“Divisional-Ism”

Affirmative action seems to promote conflict and division wherever it appears, whether it waylays Malays or ditches Manitobans.

Say What? (4)

  1. Martin Knight March 10, 2005 at 3:04 pm | | Reply

    I often wonder … just how useful are Racial Preferences to minorities? I am yet to see an impartial empirical study on the issue.

    Proponents of Preferences like actus and Cobra usually just point to the increase in the number of black professionals (i.e. engineers, physicians, lawyers, etc.) and the attendant rise of the black middleclass from the 1960s and claim that this is all due to Racial Preferences.

    I remember Coleman Young (I think) saying that there is not a single successful black man in America who does not owe much of his success to Racial Preferences.

    But doesn’t this leave out one or two things? I mean, what role did the righteous disemboweling of Jim Crow (Civil Rights Acts) play in this? How much of this progress do we owe to the legal prohibition of racial discrimination.

    Does anyone find it inconcievable that absent Racial Preferences, the same progress, or even more, could have been made?

  2. notherbob2 March 10, 2005 at 4:11 pm | | Reply

    Yes, Martin, and another very interesting historical question is: “If we had not brought the slaves over from Africa, would we have had a race problem in America?” The question at hand is: Do racial preferences have a place in Society TODAY. The soup line was great in 1932; not so much use for it today.
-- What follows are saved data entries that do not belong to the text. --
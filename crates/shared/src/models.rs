//! Data models for the project.
//!
//! This module defines the vocabulary shared by every crate in the workspace:
//! the supported services, the media kinds a mapping pass runs over, the
//! normalized media types and the season offsets carried into the output.

use serde::{Deserialize, Serialize};

/// An external anime/manga database that publishes its own ids
#[derive(Debug, Clone, Copy, Serialize, Deserialize, PartialEq, Eq, PartialOrd, Ord, Hash)]
pub enum Service {
    #[serde(rename = "anidb")]
    Anidb,
    #[serde(rename = "anilist")]
    Anilist,
    #[serde(rename = "mal")]
    Mal,
    #[serde(rename = "animenewsnetwork")]
    AnimeNewsNetwork,
    #[serde(rename = "animeplanet")]
    AnimePlanet,
    #[serde(rename = "kitsu")]
    Kitsu,
    #[serde(rename = "livechart")]
    Livechart,
    #[serde(rename = "simkl")]
    Simkl,
    #[serde(rename = "themoviedb")]
    Tmdb,
    #[serde(rename = "tvdb")]
    Tvdb,
    #[serde(rename = "imdb")]
    Imdb,
}

impl Service {
    /// Every service, in output field order
    pub const ALL: [Service; 11] = [
        Service::Anidb,
        Service::Anilist,
        Service::Mal,
        Service::AnimeNewsNetwork,
        Service::AnimePlanet,
        Service::Kitsu,
        Service::Livechart,
        Service::Simkl,
        Service::Tmdb,
        Service::Tvdb,
        Service::Imdb,
    ];

    /// Canonical tag used in checkpoints, logs and node keys
    pub fn as_str(&self) -> &'static str {
        match self {
            Service::Anidb => "anidb",
            Service::Anilist => "anilist",
            Service::Mal => "mal",
            Service::AnimeNewsNetwork => "animenewsnetwork",
            Service::AnimePlanet => "animeplanet",
            Service::Kitsu => "kitsu",
            Service::Livechart => "livechart",
            Service::Simkl => "simkl",
            Service::Tmdb => "themoviedb",
            Service::Tvdb => "tvdb",
            Service::Imdb => "imdb",
        }
    }

    /// Name used by the scrapers for their output files
    /// (`<file_tag>-<kind>.json`)
    pub fn file_tag(&self) -> &'static str {
        match self {
            Service::Mal => "myanimelist",
            other => other.as_str(),
        }
    }

    /// Field name in the committed mapping file
    pub fn field_name(&self) -> &'static str {
        match self {
            Service::Anidb => "anidb_id",
            Service::Anilist => "anilist_id",
            Service::Mal => "mal_id",
            Service::AnimeNewsNetwork => "animenewsnetwork_id",
            Service::AnimePlanet => "anime-planet_id",
            Service::Kitsu => "kitsu_id",
            Service::Livechart => "livechart_id",
            Service::Simkl => "simkl_id",
            Service::Tmdb => "themoviedb_id",
            Service::Tvdb => "tvdb_id",
            Service::Imdb => "imdb_id",
        }
    }

    /// Whether ids of this service are plain non-negative integers.
    ///
    /// Anime-Planet uses slugs and IMDb uses `tt`-prefixed ids.
    pub fn has_numeric_ids(&self) -> bool {
        !matches!(self, Service::AnimePlanet | Service::Imdb)
    }

    /// Resolve a service name as it appears in scraper payloads.
    ///
    /// Accepts the canonical tags plus the aliases the scrapers use
    /// (`myanimelist`, `tmdb`, `thetvdb`, `anime-planet`, `ann`).
    pub fn from_alias(name: &str) -> Option<Self> {
        let service = match name.trim().to_ascii_lowercase().as_str() {
            "anidb" => Service::Anidb,
            "anilist" => Service::Anilist,
            "mal" | "myanimelist" => Service::Mal,
            "animenewsnetwork" | "ann" => Service::AnimeNewsNetwork,
            "animeplanet" | "anime-planet" => Service::AnimePlanet,
            "kitsu" => Service::Kitsu,
            "livechart" => Service::Livechart,
            "simkl" => Service::Simkl,
            "themoviedb" | "tmdb" => Service::Tmdb,
            "tvdb" | "thetvdb" => Service::Tvdb,
            "imdb" => Service::Imdb,
            _ => return None,
        };
        Some(service)
    }
}

impl std::fmt::Display for Service {
    fn fmt(&self, f: &mut std::fmt::Formatter<'_>) -> std::fmt::Result {
        f.write_str(self.as_str())
    }
}

impl std::str::FromStr for Service {
    type Err = anyhow::Error;

    fn from_str(s: &str) -> Result<Self, Self::Err> {
        Service::from_alias(s).ok_or_else(|| anyhow::anyhow!("Unknown service: {}", s))
    }
}

/// Which catalogue a mapping pass covers
#[derive(Debug, Clone, Copy, Serialize, Deserialize, PartialEq, Eq, Hash)]
#[serde(rename_all = "lowercase")]
pub enum MediaKind {
    Anime,
    Manga,
}

impl MediaKind {
    pub fn as_str(&self) -> &'static str {
        match self {
            MediaKind::Anime => "anime",
            MediaKind::Manga => "manga",
        }
    }

    /// The service whose id anchors every group of this kind
    pub fn base_service(&self) -> Service {
        match self {
            MediaKind::Anime => Service::Anidb,
            MediaKind::Manga => Service::Anilist,
        }
    }

    /// Services taking part in a pass of this kind, in ingestion order
    pub fn services(&self) -> &'static [Service] {
        match self {
            MediaKind::Anime => &Service::ALL,
            MediaKind::Manga => &[Service::Anilist, Service::Mal, Service::Kitsu],
        }
    }

    pub fn includes(&self, service: Service) -> bool {
        self.services().contains(&service)
    }
}

impl std::fmt::Display for MediaKind {
    fn fmt(&self, f: &mut std::fmt::Formatter<'_>) -> std::fmt::Result {
        f.write_str(self.as_str())
    }
}

impl std::str::FromStr for MediaKind {
    type Err = anyhow::Error;

    fn from_str(s: &str) -> Result<Self, Self::Err> {
        match s {
            "anime" => Ok(MediaKind::Anime),
            "manga" => Ok(MediaKind::Manga),
            _ => Err(anyhow::anyhow!("Invalid media kind: {}", s)),
        }
    }
}

/// Normalized media type, using AniList's format vocabulary
#[derive(Debug, Clone, Copy, Serialize, Deserialize, PartialEq, Eq, Hash)]
#[serde(rename_all = "SCREAMING_SNAKE_CASE")]
pub enum MediaType {
    Tv,
    TvShort,
    Movie,
    Ova,
    Ona,
    Special,
    Music,
    Manga,
    Novel,
    OneShot,
    Manhwa,
    Manhua,
    Doujinshi,
}

/// Result of reading a raw type label
#[derive(Debug, Clone, Copy, PartialEq, Eq)]
pub enum TypeLabel {
    /// Label was empty or a known placeholder
    Absent,
    Known(MediaType),
    /// Label names a format of this kind that has no [`MediaType`] of its own,
    /// such as `CM` or `OEL`
    Untyped(MediaKind),
    /// Label is not in the vocabulary
    Unrecognized,
}

impl MediaType {
    pub fn as_str(&self) -> &'static str {
        match self {
            MediaType::Tv => "TV",
            MediaType::TvShort => "TV_SHORT",
            MediaType::Movie => "MOVIE",
            MediaType::Ova => "OVA",
            MediaType::Ona => "ONA",
            MediaType::Special => "SPECIAL",
            MediaType::Music => "MUSIC",
            MediaType::Manga => "MANGA",
            MediaType::Novel => "NOVEL",
            MediaType::OneShot => "ONE_SHOT",
            MediaType::Manhwa => "MANHWA",
            MediaType::Manhua => "MANHUA",
            MediaType::Doujinshi => "DOUJINSHI",
        }
    }

    pub fn kind(&self) -> MediaKind {
        match self {
            MediaType::Tv
            | MediaType::TvShort
            | MediaType::Movie
            | MediaType::Ova
            | MediaType::Ona
            | MediaType::Special
            | MediaType::Music => MediaKind::Anime,
            MediaType::Manga
            | MediaType::Novel
            | MediaType::OneShot
            | MediaType::Manhwa
            | MediaType::Manhua
            | MediaType::Doujinshi => MediaKind::Manga,
        }
    }

    /// Parse a type label as written by any of the services.
    ///
    /// Matching ignores case and punctuation, so `TV_SHORT`, `Light Novel`
    /// and `One-shot` all resolve.
    pub fn parse_label(label: &str) -> TypeLabel {
        let squashed: String = label
            .chars()
            .filter(|c| c.is_ascii_alphanumeric())
            .map(|c| c.to_ascii_uppercase())
            .collect();

        let media_type = match squashed.as_str() {
            "" | "UNKNOWN" => return TypeLabel::Absent,
            "TV" | "TVSERIES" | "TVMINISERIES" => MediaType::Tv,
            "TVSHORT" => MediaType::TvShort,
            "MOVIE" | "TVMOVIE" => MediaType::Movie,
            "OVA" | "OAV" | "VIDEO" => MediaType::Ova,
            "ONA" | "WEB" => MediaType::Ona,
            "SPECIAL" | "TVSPECIAL" | "DVDSPECIAL" => MediaType::Special,
            "MUSIC" | "MUSICVIDEO" => MediaType::Music,
            "MANGA" => MediaType::Manga,
            "NOVEL" | "LIGHTNOVEL" => MediaType::Novel,
            "ONESHOT" => MediaType::OneShot,
            "MANHWA" => MediaType::Manhwa,
            "MANHUA" => MediaType::Manhua,
            "DOUJIN" | "DOUJINSHI" => MediaType::Doujinshi,
            "CM" | "PV" | "OTHER" | "SHORT" | "TVEPISODE" => {
                return TypeLabel::Untyped(MediaKind::Anime)
            }
            "OEL" => return TypeLabel::Untyped(MediaKind::Manga),
            _ => return TypeLabel::Unrecognized,
        };
        TypeLabel::Known(media_type)
    }
}

impl std::fmt::Display for MediaType {
    fn fmt(&self, f: &mut std::fmt::Formatter<'_>) -> std::fmt::Result {
        f.write_str(self.as_str())
    }
}

/// Season offsets on TVDB/TMDB, as published by the AniDB anime-lists
#[derive(Debug, Clone, Copy, Default, Serialize, Deserialize, PartialEq, Eq)]
pub struct SeasonInfo {
    #[serde(skip_serializing_if = "Option::is_none", default)]
    pub tvdb: Option<u32>,
    #[serde(skip_serializing_if = "Option::is_none", default)]
    pub tmdb: Option<u32>,
}

impl SeasonInfo {
    pub fn is_empty(&self) -> bool {
        self.tvdb.is_none() && self.tmdb.is_none()
    }

    /// Fill slots that are still empty from `other`
    pub fn merge_missing(&mut self, other: &SeasonInfo) {
        if self.tvdb.is_none() {
            self.tvdb = other.tvdb;
        }
        if self.tmdb.is_none() {
            self.tmdb = other.tmdb;
        }
    }
}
  3. John S Bolton March 12, 2005 at 7:46 pm | | Reply

    Given the universality of intensifying intercommunal conflict which follows from antimerit quotas in recruitment, the intentions of those who support them urgently needs to be called into the gravest sort of questioning. There has been a free ride given on this point, as in the standard conservative line which exclaims how noble were or are the intentions behind some obviously divisive policy, yet somehow someone blundered. It is not clear that we have even one example out of the many dozens of polities which have used such quotas, usually under the name of decolonization, where there was not made a partition of that polity around the same time. That is to say, years or decades at the most. Therefore, antimerit quotas, from historical experience might be called not only divisionalism but decolonizationism. Scholars in particular, cannot claim to be ignorant of these tendencies from quotas. Officials have more excuse for ignorance, but the higher levels of officialdom show high intelligence and education often enough. Therefore we are most likely dealing with deliberate and cynical malice.

  4. Anonymous March 16, 2005 at 1:53 pm | | Reply

    I’m about as white and as Southern as can be, although my kids are anglatinos. I’ve been a Legal Service attorney in East Arkansas within the last 15 years. If anyone thinks the time for affirmative action is over, they’re kidding themselves. Discrimination is still out there, strong as ever, the law notwithstanding, and we need the time and mechanisms affirmative action provides to help heal our society.